● EXERCISE BRIEF
Check each line of the listing for the string "ListPage". Copy those where it appears.
━━ RECORDS FOR THE EXERCISE ━━
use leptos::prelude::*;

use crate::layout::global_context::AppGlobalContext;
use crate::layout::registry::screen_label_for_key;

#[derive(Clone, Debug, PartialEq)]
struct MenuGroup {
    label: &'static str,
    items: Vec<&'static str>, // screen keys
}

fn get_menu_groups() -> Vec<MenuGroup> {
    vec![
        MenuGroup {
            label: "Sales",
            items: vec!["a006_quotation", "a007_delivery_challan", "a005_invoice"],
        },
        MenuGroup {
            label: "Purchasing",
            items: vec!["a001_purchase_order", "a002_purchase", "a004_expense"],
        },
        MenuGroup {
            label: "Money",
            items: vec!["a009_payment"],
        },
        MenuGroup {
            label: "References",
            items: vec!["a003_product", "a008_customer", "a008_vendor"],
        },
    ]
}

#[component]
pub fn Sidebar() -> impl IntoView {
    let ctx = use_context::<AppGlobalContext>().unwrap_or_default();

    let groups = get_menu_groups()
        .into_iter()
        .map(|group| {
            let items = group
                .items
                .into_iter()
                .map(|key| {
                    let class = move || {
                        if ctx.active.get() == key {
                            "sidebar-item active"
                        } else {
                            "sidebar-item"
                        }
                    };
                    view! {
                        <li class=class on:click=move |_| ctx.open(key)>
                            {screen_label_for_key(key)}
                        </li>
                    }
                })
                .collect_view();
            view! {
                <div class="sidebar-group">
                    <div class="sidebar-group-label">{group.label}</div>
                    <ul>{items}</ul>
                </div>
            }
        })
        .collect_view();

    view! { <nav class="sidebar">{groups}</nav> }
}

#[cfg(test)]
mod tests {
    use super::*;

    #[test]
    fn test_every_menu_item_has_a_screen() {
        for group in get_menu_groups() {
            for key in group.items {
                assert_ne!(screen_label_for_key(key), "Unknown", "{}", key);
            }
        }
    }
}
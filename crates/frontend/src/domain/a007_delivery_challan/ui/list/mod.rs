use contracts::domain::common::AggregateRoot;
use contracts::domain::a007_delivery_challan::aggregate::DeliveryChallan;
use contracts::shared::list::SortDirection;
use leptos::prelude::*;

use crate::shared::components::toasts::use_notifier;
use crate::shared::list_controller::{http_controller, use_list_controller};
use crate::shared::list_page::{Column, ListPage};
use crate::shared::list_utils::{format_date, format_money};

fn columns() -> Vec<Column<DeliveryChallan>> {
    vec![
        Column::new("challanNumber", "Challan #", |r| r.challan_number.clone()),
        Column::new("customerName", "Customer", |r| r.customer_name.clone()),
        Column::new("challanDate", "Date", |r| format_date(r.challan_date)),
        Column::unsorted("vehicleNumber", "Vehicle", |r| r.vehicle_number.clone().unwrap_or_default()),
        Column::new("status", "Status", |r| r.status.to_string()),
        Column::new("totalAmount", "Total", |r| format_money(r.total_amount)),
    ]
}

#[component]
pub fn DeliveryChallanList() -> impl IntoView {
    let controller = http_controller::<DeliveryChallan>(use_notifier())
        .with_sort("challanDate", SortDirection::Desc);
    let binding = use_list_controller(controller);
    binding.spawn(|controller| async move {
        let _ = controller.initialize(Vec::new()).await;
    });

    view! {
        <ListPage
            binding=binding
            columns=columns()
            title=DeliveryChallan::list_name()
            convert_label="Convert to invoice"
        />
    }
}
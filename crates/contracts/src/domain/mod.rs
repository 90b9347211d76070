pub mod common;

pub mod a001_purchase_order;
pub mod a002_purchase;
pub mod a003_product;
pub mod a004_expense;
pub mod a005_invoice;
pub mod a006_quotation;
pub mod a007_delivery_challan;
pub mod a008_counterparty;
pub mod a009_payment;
━━━
● EXPECTED OUTPUT
use crate::shared::list_page::{Column, ListPage};
        <ListPage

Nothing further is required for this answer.